The most gratifying part of writing this book has been the reaction of the wrestlers' family members and those who were close to the wrestling scene in that period. They are in agreement that the book portrays an accurate and honest account of the Kasaboski era of professional wrestling.
A former arena manager, now 85 and having some down days, told me that the book gave him a most welcome lift. One ex-wrestler assured me that a lot of "old muscle heads" would be smiling down on me.

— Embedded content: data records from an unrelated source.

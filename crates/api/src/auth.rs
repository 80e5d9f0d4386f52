// Copyright (C) 2026 Fred Clausen
// Use of this source code is governed by an MIT-style
// license that can be found in the LICENSE file or at
// https://opensource.org/licenses/MIT.

//! Authentication and authorization services.
//!
//! Bearer tokens are resolved to users through the session store. The
//! booking engine never reads ambient session state: every handler
//! receives an explicit [`AuthenticatedUser`] produced here.

use rand::RngExt;
use rand::distr::Alphanumeric;
use roombook_persistence::{Persistence, SessionData, UserRecord};
use time::OffsetDateTime;
use tracing::info;

use crate::error::{ApiError, AuthError, translate_persistence_error};

/// Default session lifetime.
pub const DEFAULT_SESSION_TTL_MINUTES: i64 = 480;

/// Length of generated session tokens.
const SESSION_TOKEN_LENGTH: usize = 48;

/// Roles for authorization.
#[derive(Debug, Clone, Copy, PartialEq, Eq)]
pub enum Role {
    /// Regular user: may browse rooms and manage their own bookings.
    User,
    /// Admin: may additionally manage rooms, users, bookings, and company
    /// hour allotments.
    Admin,
}

impl Role {
    /// The storage representation of this role.
    #[must_use]
    pub const fn as_str(&self) -> &'static str {
        match self {
            Self::User => "user",
            Self::Admin => "admin",
        }
    }

    /// Parses a stored role string.
    ///
    /// # Errors
    ///
    /// Returns an error for unknown role strings.
    pub fn parse(value: &str) -> Result<Self, AuthError> {
        match value {
            "user" => Ok(Self::User),
            "admin" => Ok(Self::Admin),
            _ => Err(AuthError::AuthenticationFailed {
                reason: format!("Unknown role '{value}'"),
            }),
        }
    }
}

/// An authenticated user with an associated role.
#[derive(Debug, Clone, PartialEq, Eq)]
pub struct AuthenticatedUser {
    /// The user's canonical ID.
    pub user_id: i64,
    /// The user's login name.
    pub login_name: String,
    /// The user's role.
    pub role: Role,
    /// The company whose hours ledger the user's bookings debit, if any.
    pub company: Option<String>,
}

impl AuthenticatedUser {
    fn from_record(record: &UserRecord) -> Result<Self, AuthError> {
        Ok(Self {
            user_id: record.user_id,
            login_name: record.login_name.clone(),
            role: Role::parse(&record.role)?,
            company: record.company.clone(),
        })
    }
}

/// Generates a random alphanumeric session token.
fn generate_session_token() -> String {
    rand::rng()
        .sample_iter(Alphanumeric)
        .take(SESSION_TOKEN_LENGTH)
        .map(char::from)
        .collect()
}

/// Authentication service resolving credentials and bearer tokens.
pub struct AuthenticationService {
    /// Session lifetime in minutes.
    session_ttl_minutes: i64,
}

impl AuthenticationService {
    /// Creates an authentication service with the given session TTL.
    #[must_use]
    pub const fn new(session_ttl_minutes: i64) -> Self {
        Self {
            session_ttl_minutes,
        }
    }

    /// Verifies credentials and opens a session.
    ///
    /// # Errors
    ///
    /// Returns an authentication failure for unknown logins, wrong
    /// passwords, and disabled accounts, without distinguishing them.
    pub fn login(
        &self,
        persistence: &mut Persistence,
        login_name: &str,
        password: &str,
        now: OffsetDateTime,
    ) -> Result<(SessionData, UserRecord), ApiError> {
        let record: UserRecord = persistence
            .verify_user_credentials(login_name, password)
            .map_err(translate_persistence_error)?
            .ok_or_else(|| ApiError::AuthenticationFailed {
                reason: String::from("Invalid login name or password"),
            })?;

        let token: String = generate_session_token();
        let session: SessionData = persistence
            .create_session(&token, record.user_id, now, self.session_ttl_minutes)
            .map_err(translate_persistence_error)?;

        info!(user_id = record.user_id, login_name, "User logged in");
        Ok((session, record))
    }

    /// Resolves a bearer token to an authenticated user.
    ///
    /// # Errors
    ///
    /// Returns an authentication failure if the token is unknown or
    /// expired, or the account is disabled.
    pub fn authenticate(
        &self,
        persistence: &mut Persistence,
        token: &str,
        now: OffsetDateTime,
    ) -> Result<AuthenticatedUser, ApiError> {
        let session: SessionData = persistence
            .get_session(token, now)
            .map_err(translate_persistence_error)?;

        let record: UserRecord = persistence
            .get_user(session.user_id)
            .map_err(translate_persistence_error)?
            .ok_or_else(|| ApiError::AuthenticationFailed {
                reason: String::from("Session user no longer exists"),
            })?;

        if record.is_disabled {
            return Err(ApiError::AuthenticationFailed {
                reason: String::from("Account is disabled"),
            });
        }

        persistence
            .touch_session(token, now)
            .map_err(translate_persistence_error)?;

        AuthenticatedUser::from_record(&record).map_err(ApiError::from)
    }

    /// Ends a session. Unknown tokens are ignored.
    ///
    /// # Errors
    ///
    /// Returns an error if the store fails.
    pub fn logout(persistence: &mut Persistence, token: &str) -> Result<(), ApiError> {
        persistence
            .delete_session(token)
            .map_err(translate_persistence_error)
    }
}

impl Default for AuthenticationService {
    fn default() -> Self {
        Self::new(DEFAULT_SESSION_TTL_MINUTES)
    }
}

/// Authorization service for role-based access control.
pub struct AuthorizationService;

impl AuthorizationService {
    /// Checks that an actor has the Admin role.
    ///
    /// # Errors
    ///
    /// Returns an error if the actor is not an admin.
    pub fn authorize_admin(actor: &AuthenticatedUser, action: &str) -> Result<(), AuthError> {
        match actor.role {
            Role::Admin => Ok(()),
            Role::User => Err(AuthError::Unauthorized {
                action: action.to_string(),
                required_role: String::from("Admin"),
            }),
        }
    }

    /// Checks that an actor may act on a booking: the owner may, and so
    /// may an admin.
    ///
    /// # Errors
    ///
    /// Returns an error if the actor neither owns the booking nor is an
    /// admin.
    pub fn authorize_booking_access(
        actor: &AuthenticatedUser,
        booking_owner_id: i64,
        action: &str,
    ) -> Result<(), AuthError> {
        if actor.user_id == booking_owner_id || actor.role == Role::Admin {
            Ok(())
        } else {
            Err(AuthError::Unauthorized {
                action: action.to_string(),
                required_role: String::from("owner"),
            })
        }
    }
}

Regrettably, journalist Bill Higginson never got to see the finished product. But fortunately, after our interview I was able to finally record some of his legendary tales of the grapplers. The Old Lamplighter was not only largely responsible for keeping memories of the golden age of local hockey alive, but also for rekindling the Kasaboski name in many of his columns through the years.
Today, everyone tends to be fixated on the scandals that plague professional wrestling and the buffoonery behind the scenes. Assuredly, not all of the cauliflower culprits of the Kasaboski regime were of sterling character or devoid of real-life villainous deeds. But what struck me while interviewing several was their modesty and genuine sincerity when talking about the profession they devoted their lives to and their respect for the fans that paid to watch them.
At this time of year, our thoughts turn to gifts. These wrestlers had a gift that many used wisely and some not so wisely. The fact that I am able to pursue my love for writing at this stage of my life is one of my most treasured gifts. To sign books in my hometown at a major bookstore such as Coles and to appear on CBC radio are privileges I value deeply.
While the emphasis on commercialism attempts to eliminate the religious aspect from the Christmas equation, not all gifts carry a dollar value. Only the true Bearer of gifts can present ones that are priceless.
I thank all regular readers of this column for your ongoing support and I am grateful to those who have supported me in this new venture.
Merry Christmas to one and all, and don't spend too much time looking for that perfect gift.
Chances are, it is already in your possession.